I would definitely consider confronting her or him about it. If you say something to him he will tell her and then she will be mad at you...you may want to ask her what is going on. She may stay with you for the kids but emotionally have a relationship with him since she is talking to him so much. If he is a family friend of you and her..why would he do that to you? What are his intentions, you know? At this point he is interferring with an already rocky situation. 

I basically mentally and emotionally "left" my husband before I physically left. When he wanted to fix things it was too late. I gave him so many opportunities to fix things and spelled everything out for him to change and make things different. He never wanted to until I didn't care anymore. I hope she hasn't reached this point...if she has the dishes and anything else you do may not make a difference. Get her away from the other guy if you can...he isn't helping.


----------



## McGraw

DONT GIVE UP!!! my husband just left me(after 13 yrs 2gether) to stay at his dads 10 days ago and i am telling u i am doing everything in my power to bring him home. God does hear your prayers..miracles do happen. all i have been doing is praying. gently suggest counseling..sounds like she may be having a mid life crisis, like i think my husband is. Its far from easy when you love someone so much you are willing to do anything. my hubby is here everyday ( he says to c kids, but i dont believe that) and also "pretends" 2 b happy.. i think deep down they are both crying out, dont know what to do. Tell her wout smothering her how you feel about her..i pray you will reach her. Good luck friend! keep the faith!!


----------



## Amplexor

ttorfin said:


> Do you think I should confront her about it or him or just let it go.

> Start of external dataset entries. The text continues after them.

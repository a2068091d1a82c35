pub mod departments;
pub mod detail;
pub mod error_page;
pub mod help;
pub mod patients;
pub mod profile;
use ratatui::{
    layout::{Alignment, Rect},
    text::{Line, Span},
    widgets::{Block, Borders, Paragraph},
    Frame,
};

use crate::app::App;
use crate::ui::render::centered_rect_fixed;
use crate::ui::styles;

pub fn render(frame: &mut Frame, app: &App, area: Rect) {
    let block = Block::default()
        .borders(Borders::ALL)
        .border_style(styles::border_style(false));
    frame.render_widget(block, area);

    let back_hint = if app.navigator.can_go_back() {
        "Press Esc to go back or 1 for the patient list"
    } else {
        "Press 1 for the patient list"
    };

    let lines = vec![
        Line::from(Span::styled("404", styles::error_style())),
        Line::from(""),
        Line::from(Span::styled("This page does not exist", styles::title_style())),
        Line::from(""),
        Line::from(Span::styled(back_hint, styles::muted_style())),
    ];

    let inner = centered_rect_fixed(52, 5, area);
    frame.render_widget(Paragraph::new(lines).alignment(Alignment::Center), inner);
}
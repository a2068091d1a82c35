//! Named views and navigation between them.
//!
//! Paths follow the dashboard's route table: `patients`,
//! `patient/{dni}`, `departments`, `profile`, `help` and `error-page`.
//! The empty path redirects to `patients`; anything unknown lands on
//! `error-page`.

use std::fmt;

#[derive(Debug, Clone, Default, PartialEq, Eq, Hash)]
pub enum Route {
    #[default]
    Patients,
    PatientDetail(String),
    Departments,
    Profile,
    Help,
    ErrorPage,
}

impl Route {
    /// Resolve a path (leading/trailing slashes optional).
    pub fn parse(path: &str) -> Self {
        let path = path.trim().trim_matches('/');
        let mut segments = path.split('/');

        match (segments.next(), segments.next(), segments.next()) {
            (Some(""), None, None) | (Some("patients"), None, None) => Route::Patients,
            (Some("patient"), Some(dni), None) if !dni.trim().is_empty() => {
                Route::PatientDetail(dni.trim().to_string())
            }
            (Some("departments"), None, None) => Route::Departments,
            (Some("profile"), None, None) => Route::Profile,
            (Some("help"), None, None) => Route::Help,
            _ => Route::ErrorPage,
        }
    }

    pub fn path(&self) -> String {
        match self {
            Route::Patients => "/patients".to_string(),
            Route::PatientDetail(dni) => format!("/patient/{}", dni),
            Route::Departments => "/departments".to_string(),
            Route::Profile => "/profile".to_string(),
            Route::Help => "/help".to_string(),
            Route::ErrorPage => "/error-page".to_string(),
        }
    }

    /// Get the display title for this view.
    pub fn title(&self) -> &'static str {
        match self {
            Route::Patients => "Patients",
            Route::PatientDetail(_) => "Patient record",
            Route::Departments => "Departments",
            Route::Profile => "Profile",
            Route::Help => "Help",
            Route::ErrorPage => "Not found",
        }
    }
}

impl fmt::Display for Route {
    fn fmt(&self, f: &mut fmt::Formatter<'_>) -> fmt::Result {
        write!(f, "{}", self.path())
    }
}

/// Current route plus the trail that led to it.
#[derive(Debug, Clone, Default)]
pub struct Navigator {
    current: Route,
    history: Vec<Route>,
}

impl Navigator {
    pub fn new(start: Route) -> Self {
        Self {
            current: start,
            history: Vec::new(),
        }
    }

    pub fn current(&self) -> &Route {
        &self.current
    }

    /// Go to `route`. Returns the route that was left, or `None` when
    /// already there.
    pub fn navigate(&mut self, route: Route) -> Option<Route> {
        if route == self.current {
            return None;
        }
        let previous = std::mem::replace(&mut self.current, route);
        self.history.push(previous.clone());
        Some(previous)
    }

    pub fn navigate_path(&mut self, path: &str) -> Option<Route> {
        self.navigate(Route::parse(path))
    }

    /// Return to the previous view; the patient list when there is none.
    /// Returns the route that was left, or `None` when nothing changed.
    pub fn back(&mut self) -> Option<Route> {
        let target = self.history.pop().unwrap_or(Route::Patients);
        if target == self.current {
            return None;
        }
        Some(std::mem::replace(&mut self.current, target))
    }

    pub fn can_go_back(&self) -> bool {
        !self.history.is_empty() || self.current != Route::Patients
    }
}
use ratatui::{
    layout::Rect,
    text::{Line, Span},
    widgets::{Block, Borders, Paragraph},
    Frame,
};

use crate::app::App;
use crate::ui::styles;

pub fn render(frame: &mut Frame, app: &App, area: Rect) {
    let config = &app.config;
    let field = |label: &'static str, value: String| {
        Line::from(vec![
            Span::styled(format!("{:<20}", label), styles::muted_style()),
            Span::raw(value),
        ])
    };

    let lines = vec![
        Line::from(Span::styled(config.profile.name.clone(), styles::title_style())),
        Line::from(""),
        Line::from(Span::styled("Account", styles::heading_style())),
        field("Name:", config.profile.name.clone()),
        field("Email:", config.profile.email.clone()),
        Line::from(""),
        Line::from(Span::styled("Connection", styles::heading_style())),
        field("Backend:", config.api.base_url.clone()),
        field("Request timeout:", format!("{} s", config.api.request_timeout_secs)),
        field(
            "Page sizes:",
            format!(
                "{} per fetch, {} per page",
                config.pagination.server_page_size, config.pagination.client_page_size
            ),
        ),
    ];

    let block = Block::default()
        .title(" Profile ")
        .title_style(styles::title_style())
        .borders(Borders::ALL)
        .border_style(styles::border_style(true));

    frame.render_widget(Paragraph::new(lines).block(block), area);
}
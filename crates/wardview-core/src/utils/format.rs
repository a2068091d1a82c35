use chrono::{DateTime, NaiveDate};
use serde_json::Value;

/// Placeholder shown for empty or placeholder clinical values.
pub const NOT_SPECIFIED: &str = "Not specified";

/// Backend markers that mean "no value" in free-text fields.
const EMPTY_MARKERS: [&str; 2] = ["no tiene", "campo no presente"];

/// Case-insensitive substring test. `needle` must already be lowercased.
pub fn contains_ignore_case(haystack: &str, needle: &str) -> bool {
    if needle.is_empty() {
        return true;
    }
    haystack.to_lowercase().contains(needle)
}

/// Truncate a string to a maximum number of characters, adding ellipsis if needed
pub fn truncate(s: &str, max_len: usize) -> String {
    if s.chars().count() <= max_len {
        s.to_string()
    } else if max_len <= 3 {
        s.chars().take(max_len).collect()
    } else {
        let truncated: String = s.chars().take(max_len - 3).collect();
        format!("{}...", truncated)
    }
}

/// Display a clinical free-text value, mapping the backend's "nothing here"
/// spellings to a single placeholder.
pub fn format_value(value: Option<&str>) -> String {
    let Some(value) = value.map(str::trim) else {
        return NOT_SPECIFIED.to_string();
    };
    let lower = value.to_lowercase();
    if value.is_empty() || lower == "null" || EMPTY_MARKERS.iter().any(|m| lower.contains(m)) {
        NOT_SPECIFIED.to_string()
    } else {
        value.to_string()
    }
}

/// Format a date as dd/mm/yyyy. Accepts RFC 3339 timestamps and plain
/// `YYYY-MM-DD`; anything else is shown as received.
pub fn format_date(date: Option<&str>) -> String {
    let date = match date.map(str::trim) {
        Some(d) if !d.is_empty() => d,
        _ => return NOT_SPECIFIED.to_string(),
    };

    if let Ok(dt) = DateTime::parse_from_rfc3339(date) {
        dt.format("%d/%m/%Y").to_string()
    } else if let Some(d) = date.get(..10).and_then(|d| NaiveDate::parse_from_str(d, "%Y-%m-%d").ok()) {
        d.format("%d/%m/%Y").to_string()
    } else {
        date.to_string()
    }
}

/// Flatten a free-form JSON block into `(label, value)` rows for display.
/// Nested objects use dotted labels.
pub fn value_lines(value: &Value) -> Vec<(String, String)> {
    let mut rows = Vec::new();
    collect_value_lines(value, String::new(), &mut rows);
    rows
}

fn collect_value_lines(value: &Value, prefix: String, rows: &mut Vec<(String, String)>) {
    match value {
        Value::Null => {}
        Value::Object(map) => {
            for (key, child) in map {
                let label = if prefix.is_empty() {
                    key.clone()
                } else {
                    format!("{}.{}", prefix, key)
                };
                collect_value_lines(child, label, rows);
            }
        }
        Value::Array(items) => {
            let joined = items
                .iter()
                .map(scalar_display)
                .filter(|s| !s.is_empty())
                .collect::<Vec<_>>()
                .join(", ");
            rows.push((prefix, format_value(Some(&joined))));
        }
        other => rows.push((prefix, format_value(Some(&scalar_display(other))))),
    }
}

fn scalar_display(value: &Value) -> String {
    match value {
        Value::Null => String::new(),
        Value::String(s) => s.clone(),
        other => other.to_string(),
    }
}
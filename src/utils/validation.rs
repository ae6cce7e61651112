//! Validation utilities

use crate::types::*;

/// Validate that an amount is positive
pub fn validate_positive_amount(amount: Amount) -> LedgerResult<()> {
    if amount == 0 {
        Err(LedgerError::MinimumNotMet)
    } else {
        Ok(())
    }
}

/// Convert an unsigned amount into a signed balance delta
pub fn to_balance(amount: Amount) -> LedgerResult<Balance> {
    Balance::try_from(amount).map_err(|_| LedgerError::Overflow)
}

/// The overdraft floor as a signed balance
pub fn overdraft_floor() -> Balance {
    -(OVERDRAFT_LIMIT as Balance)
}

/// Validate that taking `amount` out of `account` keeps it at or above the floor
pub fn validate_overdraft_floor(account: &Account, amount: Amount) -> LedgerResult<()> {
    let insufficient = || LedgerError::InsufficientFunds {
        account: account.id,
        balance: account.balance,
        amount,
    };

    let delta = to_balance(amount).map_err(|_| insufficient())?;
    match account.balance.checked_sub(delta) {
        Some(after) if after >= overdraft_floor() => Ok(()),
        _ => Err(insufficient()),
    }
}

/// Validate that an account satisfies the floor as it stands
pub fn validate_account_state(account: &Account) -> LedgerResult<()> {
    validate_overdraft_floor(account, 0)
}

Yes you should confront her, it is likely an emotional affair and it does have an impact on your marriage. A big one. Affairs don't have to be physical to hurt a marriage. This relationship may be poisoning her image of you and she needs to understand its impact.


----------



## ttorfin

Yesterday she yelled at me because she thought I was being a child. She said you just don't get it. I said I am sorry (she wanted to take my youngest son to see her aunt I insisted he stay home to play with his brother and his buddy) she said you have not "changed" at all. I said yes I have. She said seeing Family is important to me. I said it is very important to me too. She said whatever, you don't even care what I want. So I asked what do you want. She said you gone. I don't want you around anymore. I said I am not giving up. She said maybe you will if you get divorce papers. I said is that what you really want(no response), I said are you going to tell the kids and she said yes I will.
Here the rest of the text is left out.